* Task requirements
Starting at the line that holds "fn dimension_mismatch(expected: usize, actual: usize)" and stopping at the line that holds "a service with", restate the records below word for word, with both of those lines included.

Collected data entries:
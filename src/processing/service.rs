//! Document service coordinating extraction, chunking, embedding, retrieval, and summarization.

use crate::{
    config::{Config, ConfigError},
    embedding::{EmbeddingClient, build_embedding_client},
    extract::{DocumentExtractor, SourceFormat, TextExtractor},
    index::{FlatIndex, VectorIndex},
    metrics::{DocumentMetrics, MetricsSnapshot},
    processing::{
        answer::{AnswerComposer, AnswerSettings},
        chunking::chunk_text,
        retriever::Retriever,
        sanitize::{
            compute_content_hash, current_timestamp_rfc3339, normalize_text, sanitize_filename,
        },
        store::DocumentStore,
        summarize::{SummaryOrchestrator, SummarySettings},
        types::{Chunk, ComposedAnswer, Document, DocumentId, DocumentMetadata, ProcessingError},
    },
    qa::{QuestionAnsweringClient, build_qa_client},
    summarization::{SummarizationClient, build_summarization_client},
};
use async_trait::async_trait;
use futures_util::{StreamExt, TryStreamExt, stream};
use std::sync::Arc;

/// Capability implementations the service delegates to.
#[derive(Clone)]
pub struct Capabilities {
    /// Produces chunk and query embeddings.
    pub embedding: Arc<dyn EmbeddingClient>,
    /// Condenses text that fits the single-pass limit.
    pub summarization: Arc<dyn SummarizationClient>,
    /// Extracts answers from one chunk of context.
    pub question_answering: Arc<dyn QuestionAnsweringClient>,
    /// Turns uploaded bytes into text.
    pub extractor: Arc<dyn TextExtractor>,
}

impl Capabilities {
    /// Build the providers selected by `config`.
    pub fn from_config(config: &Config) -> Result<Self, ProcessingError> {
        Ok(Self {
            embedding: build_embedding_client(config)?,
            summarization: build_summarization_client(config)?,
            question_answering: build_qa_client(config)?,
            extractor: Arc::new(DocumentExtractor::new()),
        })
    }
}

/// Owns the document registry and vector index and runs every pipeline operation.
///
/// Both the HTTP surface and the MCP tools share one instance through an `Arc`. Instances are
/// fully independent of each other, so tests can build as many as they need.
pub struct DocumentService {
    config: Config,
    store: Arc<DocumentStore>,
    index: Arc<dyn VectorIndex>,
    embedding_client: Arc<dyn EmbeddingClient>,
    extractor: Arc<dyn TextExtractor>,
    composer: AnswerComposer,
    summarizer: SummaryOrchestrator,
    metrics: Arc<DocumentMetrics>,
}

/// Abstraction over the document pipeline used by external surfaces (HTTP, MCP).
#[async_trait]
pub trait DocumentApi: Send + Sync {
    /// Register raw text as a new document.
    async fn create_document(
        &self,
        filename: String,
        text: String,
    ) -> Result<DocumentMetadata, ProcessingError>;

    /// Extract text from an uploaded file and register it.
    async fn upload_document(
        &self,
        filename: Option<String>,
        bytes: Vec<u8>,
        content_type: Option<String>,
    ) -> Result<DocumentMetadata, ProcessingError>;

    /// Metadata for one document.
    async fn get_document(&self, id: DocumentId) -> Result<DocumentMetadata, ProcessingError>;

    /// Metadata for every document in ascending identifier order.
    async fn list_documents(&self) -> Vec<DocumentMetadata>;

    /// Documents whose filename contains `fragment`, case-insensitively.
    async fn find_documents(&self, fragment: &str) -> Vec<DocumentMetadata>;

    /// Chunk texts of a document in reading order.
    async fn get_chunks(&self, id: DocumentId) -> Result<Vec<String>, ProcessingError>;

    /// Summary of a document, computed once and cached.
    async fn get_summary(&self, id: DocumentId) -> Result<String, ProcessingError>;

    /// Answer a question from a document's content.
    async fn query(
        &self,
        id: DocumentId,
        question: &str,
    ) -> Result<ComposedAnswer, ProcessingError>;

    /// Retrieve the current metrics snapshot for diagnostics.
    fn metrics_snapshot(&self) -> MetricsSnapshot;
}

fn dimension_mismatch(expected: usize, actual: usize) -> ProcessingError {
    ConfigError::Invalid(format!(
        "EMBEDDING_DIMENSION is {expected} but the embedding provider returns {actual} components"
    ))
    .into()
}

impl DocumentService {
    /// Build a service with the providers selected by `config`.
    pub fn new(config: &Config) -> Result<Self, ProcessingError> {
        config.validate()?;
        tracing::info!(
            embedding_provider = ?config.embedding_provider,
            summarization_provider = ?config.summarization_provider,
            qa_provider = ?config.qa_provider,
            "Initializing capability providers"
        );
        let capabilities = Capabilities::from_config(config)?;
        Self::with_capabilities(config.clone(), capabilities)
    }

    /// Build a service around explicit capability implementations.
    pub fn with_capabilities(
        config: Config,
        capabilities: Capabilities,
    ) -> Result<Self, ProcessingError> {
        config.validate()?;
        let store = Arc::new(DocumentStore::new());
        let index: Arc<dyn VectorIndex> = Arc::new(FlatIndex::new(config.embedding_dimension));
        let retriever = Arc::new(Retriever::new(
            store.clone(),
            index.clone(),
            capabilities.embedding.clone(),
        ));
        let composer = AnswerComposer::new(
            retriever,
            capabilities.question_answering,
            AnswerSettings {
                top_k: config.retrieval_top_k,
                min_confidence: config.answer_min_confidence,
                concurrency: config.capability_concurrency,
            },
        );
        let summarizer = SummaryOrchestrator::new(
            capabilities.summarization,
            SummarySettings {
                input_limit: config.summary_input_limit,
                chunk_chars: config.summary_chunk_chars,
                max_depth: config.summary_max_depth,
                concurrency: config.capability_concurrency,
            },
        );

        Ok(Self {
            config,
            store,
            index,
            embedding_client: capabilities.embedding,
            extractor: capabilities.extractor,
            composer,
            summarizer,
            metrics: Arc::new(DocumentMetrics::new()),
        })
    }

    /// Build the configured service and check its embedding provider before serving requests.
    pub async fn initialize(config: &Config) -> Result<Self, ProcessingError> {
        let service = Self::new(config)?;
        service.verify_embedding_dimension().await?;
        Ok(service)
    }

    /// Embed a sample text and compare its length with `EMBEDDING_DIMENSION`.
    ///
    /// A mismatch is a `ConfigError`; an unreachable provider surfaces as `CapabilityError`.
    pub async fn verify_embedding_dimension(&self) -> Result<(), ProcessingError> {
        let sample = self.embedding_client.embed("dimension check").await?;
        let expected = self.config.embedding_dimension;
        if sample.len() != expected {
            tracing::error!(
                expected,
                actual = sample.len(),
                "Embedding provider disagrees with EMBEDDING_DIMENSION"
            );
            return Err(dimension_mismatch(expected, sample.len()));
        }
        tracing::debug!(dimension = expected, "Embedding dimension verified");
        Ok(())
    }

    /// Configuration the service was built with.
    pub fn config(&self) -> &Config {
        &self.config
    }

    /// Number of registered documents.
    pub async fn document_count(&self) -> usize {
        self.store.len().await
    }

    /// Normalize, chunk, embed, and register a document.
    ///
    /// Creation is all-or-nothing: the identifier is reserved only once every chunk has been
    /// embedded, and the index accepts the whole batch or nothing.
    pub async fn create_document(
        &self,
        filename: String,
        text: String,
    ) -> Result<DocumentMetadata, ProcessingError> {
        let filename = sanitize_filename(Some(filename));
        let text = normalize_text(&text);
        if text.is_empty() {
            tracing::info!(filename = %filename, "Rejected empty document");
            return Err(ProcessingError::EmptyDocument);
        }
        let char_length = text.chars().count();
        tracing::info!(filename = %filename, chars = char_length, "Processing document");

        let pieces = chunk_text(
            &text,
            self.config.chunk_max_chars,
            self.config.chunk_overlap_chars,
        )?;
        tracing::debug!(
            chunks = pieces.len(),
            max_chars = self.config.chunk_max_chars,
            overlap = self.config.chunk_overlap_chars,
            "Chunked document"
        );

        let embedding_client = &self.embedding_client;
        let requests: Vec<_> = pieces
            .iter()
            .map(|piece| embedding_client.embed(&piece.text))
            .collect();
        let embeddings: Vec<Vec<f32>> = stream::iter(requests)
            .buffered(self.config.capability_concurrency)
            .try_collect()
            .await?;
        debug_assert_eq!(pieces.len(), embeddings.len());
        let expected = self.config.embedding_dimension;
        if let Some(vector) = embeddings.iter().find(|vector| vector.len() != expected) {
            return Err(dimension_mismatch(expected, vector.len()));
        }

        let id = self.store.allocate_id();
        let chunks: Vec<Chunk> = pieces
            .into_iter()
            .zip(embeddings)
            .map(|(piece, embedding)| Chunk {
                document_id: id,
                index: piece.index,
                span: piece.span,
                text: piece.text,
                embedding,
            })
            .collect();

        self.index
            .add_document(
                id,
                chunks
                    .iter()
                    .map(|chunk| (chunk.index, chunk.embedding.clone()))
                    .collect(),
            )
            .await?;

        let chunk_count = chunks.len();
        let content_hash = compute_content_hash(&text);
        let stored = self
            .store
            .insert(Document {
                id,
                filename,
                text,
                char_length,
                chunks,
                created_at: current_timestamp_rfc3339(),
                content_hash,
            })
            .await;

        self.metrics.record_document(chunk_count as u64);
        let metadata = stored.metadata();
        tracing::info!(
            doc_id = id,
            filename = %metadata.filename,
            chunks = chunk_count,
            chars = char_length,
            "Document indexed"
        );
        Ok(metadata)
    }

    /// Detect the upload format, extract its text, and register it.
    pub async fn upload_document(
        &self,
        filename: Option<String>,
        bytes: Vec<u8>,
        content_type: Option<String>,
    ) -> Result<DocumentMetadata, ProcessingError> {
        let filename = sanitize_filename(filename);
        let format = SourceFormat::detect(&filename, content_type.as_deref())?;
        tracing::debug!(
            filename = %filename,
            format = ?format,
            bytes = bytes.len(),
            "Extracting upload"
        );
        let text = self.extractor.extract(bytes, format).await?;
        self.create_document(filename, text).await
    }

    /// Metadata for one document.
    pub async fn get_document(&self, id: DocumentId) -> Result<DocumentMetadata, ProcessingError> {
        Ok(self.store.get(id).await?.metadata())
    }

    /// Metadata for every document in ascending identifier order.
    pub async fn list_documents(&self) -> Vec<DocumentMetadata> {
        self.store
            .list()
            .await
            .iter()
            .map(|stored| stored.metadata())
            .collect()
    }

    /// Documents whose filename contains `fragment`.
    pub async fn find_documents(&self, fragment: &str) -> Vec<DocumentMetadata> {
        self.store
            .find_by_filename(fragment)
            .await
            .iter()
            .map(|stored| stored.metadata())
            .collect()
    }

    /// Chunk texts in reading order.
    pub async fn get_chunks(&self, id: DocumentId) -> Result<Vec<String>, ProcessingError> {
        let stored = self.store.get(id).await?;
        Ok(stored
            .document()
            .chunks
            .iter()
            .map(|chunk| chunk.text.clone())
            .collect())
    }

    /// Summary of a document; the first successful computation is cached for later calls.
    pub async fn get_summary(&self, id: DocumentId) -> Result<String, ProcessingError> {
        let stored = self.store.get(id).await?;
        let text = stored.document().text.as_str();
        let summarizer = &self.summarizer;
        let (summary, cache_hit) = stored
            .summary_or_compute(|| summarizer.summarize(text))
            .await?;
        self.metrics.record_summary(cache_hit);
        tracing::info!(doc_id = id, cache_hit, chars = summary.chars().count(), "Summary ready");
        Ok(summary)
    }

    /// Answer a question from a document's content.
    pub async fn query(
        &self,
        id: DocumentId,
        question: &str,
    ) -> Result<ComposedAnswer, ProcessingError> {
        let answer = self.composer.answer(id, question).await?;
        self.metrics.record_answer(answer.low_confidence);
        Ok(answer)
    }

    /// Return the current metrics snapshot.
    pub fn metrics_snapshot(&self) -> MetricsSnapshot {
        self.metrics.snapshot()
    }
}

#[async_trait]
impl DocumentApi for DocumentService {
    async fn create_document(
        &self,
        filename: String,
        text: String,
    ) -> Result<DocumentMetadata, ProcessingError> {
        DocumentService::create_document(self, filename, text).await
    }

    async fn upload_document(
        &self,
        filename: Option<String>,
        bytes: Vec<u8>,
        content_type: Option<String>,
    ) -> Result<DocumentMetadata, ProcessingError> {
        DocumentService::upload_document(self, filename, bytes, content_type).await
    }

    async fn get_document(&self, id: DocumentId) -> Result<DocumentMetadata, ProcessingError> {
        DocumentService::get_document(self, id).await
    }

    async fn list_documents(&self) -> Vec<DocumentMetadata> {
        DocumentService::list_documents(self).await
    }

    async fn find_documents(&self, fragment: &str) -> Vec<DocumentMetadata> {
        DocumentService::find_documents(self, fragment).await
    }

    async fn get_chunks(&self, id: DocumentId) -> Result<Vec<String>, ProcessingError> {
        DocumentService::get_chunks(self, id).await
    }

    async fn get_summary(&self, id: DocumentId) -> Result<String, ProcessingError> {
        DocumentService::get_summary(self, id).await
    }

    async fn query(
        &self,
        id: DocumentId,
        question: &str,
    ) -> Result<ComposedAnswer, ProcessingError> {
        DocumentService::query(self, id, question).await
    }

    fn metrics_snapshot(&self) -> MetricsSnapshot {
        DocumentService::metrics_snapshot(self)
    }
}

* Answer to this problem
fn dimension_mismatch(expected: usize, actual: usize) -> ProcessingError {
    ConfigError::Invalid(format!(
        "EMBEDDING_DIMENSION is {expected} but the embedding provider returns {actual} components"
    ))
    .into()
}

impl DocumentService {
    /// Build a service with the providers selected by `config`.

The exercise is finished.